Part 32 : Pesugihan

643 53 1
                                    

Jangan pernah sekali kali berteman dengan setan, karena semanis apapun janji setan, ujung ujungnya pasti akan menyesatkan!

Sebut saja namanya Mbah Jo. Laki laki setengah baya ini merupakan warga desa Kedhungjati yang paling 'aneh' menurutku. Sosoknya yang kurang ramah, jarang bergaul, sedikit pemarah, tinggal sendirian di rumah kumuh yang tak terawat, ditambah dengan 'cacat' yang dideritanya, membuatnya agak dijauhi oleh warga desa yang lainnya. Terutama kami anak anak desa. Bahkan kami menjulukinya sebagai 'si jombie (zombie).'

Sifat dan penampilannya memang sedikit menyeramkan. Kulit di sekujur tubuhnya bersisik seperti kulit ular. Cara berjalannya sangat kaku, mirip robot. Bahkan untuk sekedar melangkahpun ia harus dibantu dengan sebatang tongkat kayu.

Bukan tanpa sebab hingga Mbah Jo sampai mengalami penderitaan seperti itu. Menurut desas desus yang beredar di tengah warga, laki laki setengah baya itu mengalami cacat yang seperti itu karena kelalaiannya sendiri. Bernafsu ingin menjadi orang kaya dengan jalan pintas, namun justru penderitaan seumur hidup yang ia dapatkan.

Jadi ceritanya, sejak dahulu Mbah Jo ini memang hidup miskin. Meski sudah berusaha keras dan bekerja membanting tulang dan memeras keringat setiap hari, namun kehidupan yang ia jalani tak jua kunjung berubah. Tetap miskin, dan serba kekurangan.

Hingga akhirnya, beliaupun gelap mata. Atas anjuran dari salah seorang temannya, ia nekat pergi ke suatu tempat keramat yang tak boleh aku sebutkan nama dan lokasinya, untuk mencari kekayaan dengan meminta bantuan setan, atau lebih tepatnya mencari pesugihan.

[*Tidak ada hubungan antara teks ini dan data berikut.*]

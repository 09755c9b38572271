//! Simulation settings.

use log::warn;
use std::env;

/// Environment variable overriding [`SimulationConfig::max_months`].
pub const MAX_MONTHS_ENV: &str = "DEBT_PAYOFF_MAX_MONTHS";

/// Tunables for a payoff simulation.
#[derive(Debug, Clone, Copy, PartialEq, Eq)]
pub struct SimulationConfig {
    /// Longest schedule the engine will produce before giving up with
    /// `NonAmortizing`. Defaults to 1200 months (100 years).
    pub max_months: u32,
}

impl SimulationConfig {
    pub const DEFAULT_MAX_MONTHS: u32 = 1200;

    /// Reads overrides from the environment, falling back to defaults.
    ///
    /// Invalid values are logged and ignored.
    pub fn from_env() -> Self {
        let mut config = SimulationConfig::default();

        if let Ok(raw) = env::var(MAX_MONTHS_ENV) {
            match parse_max_months(&raw) {
                Some(max_months) => config.max_months = max_months,
                None => warn!(
                    "Ignoring {}={:?}: expected a positive integer",
                    MAX_MONTHS_ENV, raw
                ),
            }
        }

        config
    }

    pub fn with_max_months(mut self, max_months: u32) -> Self {
        self.max_months = max_months;
        self
    }
}

impl Default for SimulationConfig {
    fn default() -> Self {
        SimulationConfig {
            max_months: Self::DEFAULT_MAX_MONTHS,
        }
    }
}

fn parse_max_months(raw: &str) -> Option<u32> {
    raw.trim().parse::<u32>().ok().filter(|&months| months > 0)
}
//! Application directory helpers anchored to a single `.churnpal` folder.
//!
//! Log files live under the OS config directory unless `CHURNPAL_CONFIG_HOME` points elsewhere
//! (tests, containers, portable setups).

use std::path::PathBuf;

use directories::BaseDirs;
use thiserror::Error;

/// Name of the application directory that lives under the OS config root.
pub const APP_DIR_NAME: &str = ".churnpal";

/// Environment variable overriding the config root.
pub const CONFIG_HOME_ENV: &str = "CHURNPAL_CONFIG_HOME";

/// Errors that can occur while resolving or preparing application directories.
#[derive(Debug, Error)]
pub enum AppDirError {
    /// No suitable base config directory could be resolved.
    #[error("No suitable base config directory available for application files")]
    NoBaseDir,
    /// Failed to create the application directory.
    #[error("Failed to create application directory at {path}: {source}")]
    CreateDir {
        path: PathBuf,
        source: std::io::Error,
    },
}

/// Return the root `.churnpal` directory, creating it if needed.
pub fn app_root_dir() -> Result<PathBuf, AppDirError> {
    let base = config_base_dir().ok_or(AppDirError::NoBaseDir)?;
    ensure_dir(base.join(APP_DIR_NAME))
}

/// Return the logs directory inside the `.churnpal` root, creating it if needed.
pub fn logs_dir() -> Result<PathBuf, AppDirError> {
    ensure_dir(app_root_dir()?.join("logs"))
}

fn ensure_dir(path: PathBuf) -> Result<PathBuf, AppDirError> {
    std::fs::create_dir_all(&path).map_err(|source| AppDirError::CreateDir {
        path: path.clone(),
        source,
    })?;
    Ok(path)
}

fn config_base_dir() -> Option<PathBuf> {
    resolve_base(std::env::var_os(CONFIG_HOME_ENV).map(PathBuf::from))
}

fn resolve_base(override_path: Option<PathBuf>) -> Option<PathBuf> {
    override_path
        .filter(|path| !path.as_os_str().is_empty())
        .or_else(|| BaseDirs::new().map(|dirs| dirs.config_dir().to_path_buf()))
}

#[cfg(test)]
mod tests {
    use super::*;
    use tempfile::tempdir;

    #[test]
    fn override_takes_precedence() {
        let base = tempdir().unwrap();
        let resolved = resolve_base(Some(base.path().to_path_buf())).unwrap();
        assert_eq!(resolved, base.path());
    }

    #[test]
    fn empty_override_is_ignored() {
        let resolved = resolve_base(Some(PathBuf::new()));
        assert_ne!(resolved, Some(PathBuf::new()));
    }

    #[test]
    fn ensure_dir_creates_nested_directories() {
        let base = tempdir().unwrap();
        let nested = base.path().join(APP_DIR_NAME).join("logs");
        let created = ensure_dir(nested.clone()).unwrap();
        assert_eq!(created, nested);
        assert!(nested.is_dir());
    }
}
//! Entry point for the churn prediction HTTP service.

use std::path::PathBuf;
use std::sync::atomic::AtomicBool;

use churnpal::config;
use churnpal::logging;
use churnpal::serving::PredictServer;
use tracing::info;

static SHUTDOWN: AtomicBool = AtomicBool::new(false);

fn main() {
    if let Err(err) = run() {
        eprintln!("{err}");
        std::process::exit(1);
    }
}

fn run() -> Result<(), String> {
    let options = parse_args(std::env::args().skip(1).collect())?;
    if let Err(err) = logging::init("churnpal") {
        logging::init_console();
        eprintln!("File logging disabled: {err}");
    }

    let (mut config, source) =
        config::load_or_default(options.config.as_deref()).map_err(|err| err.to_string())?;
    match &source {
        Some(path) => info!("Loaded config from {}", path.display()),
        None => info!("No config file found; using defaults"),
    }
    if let Some(bind) = options.bind {
        config.serving.bind = bind;
    }
    if options.cache {
        config.serving.cache_artifact = true;
    }
    config.validate().map_err(|err| err.to_string())?;

    info!(
        artifact = %config.serving.artifact,
        cache = config.serving.cache_artifact,
        "Starting predict service"
    );
    let server = PredictServer::bind(&config.serving).map_err(|err| err.to_string())?;
    server.run(&SHUTDOWN).map_err(|err| err.to_string())
}

#[derive(Debug, Clone, Default)]
struct CliOptions {
    config: Option<PathBuf>,
    bind: Option<String>,
    cache: bool,
}

fn parse_args(args: Vec<String>) -> Result<CliOptions, String> {
    let mut options = CliOptions::default();
    let mut idx = 0usize;
    while idx < args.len() {
        match args[idx].as_str() {
            "-h" | "--help" => return Err(help_text()),
            "--config" => {
                idx += 1;
                let value = args.get(idx).ok_or_else(|| "--config requires a value".to_string())?;
                options.config = Some(PathBuf::from(value));
            }
            "--bind" => {
                idx += 1;
                let value = args.get(idx).ok_or_else(|| "--bind requires a value".to_string())?;
                options.bind = Some(value.clone());
            }
            "--cache" => {
                options.cache = true;
            }
            unknown => return Err(format!("Unknown argument: {unknown}\n\n{}", help_text())),
        }
        idx += 1;
    }
    Ok(options)
}

fn help_text() -> String {
    [
        "churnpal",
        "",
        "Serves churn probabilities over HTTP: POST a customer as a JSON object to the predict route.",
        "",
        "Usage:",
        "  churnpal [--config churnpal.toml] [--bind 0.0.0.0:9696] [--cache]",
        "",
        "Options:",
        "  --config <file>   Config file (default: ./churnpal.toml when present).",
        "  --bind <addr>     Listen address (default: serving.bind, 0.0.0.0:9696).",
        "  --cache           Load the artifact once at startup instead of per request.",
    ]
    .join("\n")
}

Singkat cerita, setelah sampai di tempat yang dituju dan melakukan ritual yang tak mudah serta penuh dengan segala godaan, keinginan Mbah Jo-pun dikabulkan oleh siluman penghuni tempat keramat itu. Tentu dengan berbagai syarat dan perjanjian yang harus dipenuhi dan tak boleh dilanggar sama sekali.

Mbah Jo tentu saja senang bukan kepalang, membayangkan kalau sebentar lagi ia akan menjadi orang yang kaya raya dan terpandang di desa Kedhungjati. Selama perjalanan pulang, wajahnya terlihat sangat ceria. Rasa lelah karena menempuh perjalanan jauh tak lagi ia rasakan. Begitu juga dengan rasa haus dan lapar karena hampir sepekan bersemedi tanpa makan dan minum di tempat keramat itu, tak lagi ia pedulikan. Yang ada dalam pikirannya hanyalah ingin cepat sampai dirumah dan menyampaikan kabar gembira ini kepada sang istri yang dengan setia menunggu kedatangannya kembali ke rumah.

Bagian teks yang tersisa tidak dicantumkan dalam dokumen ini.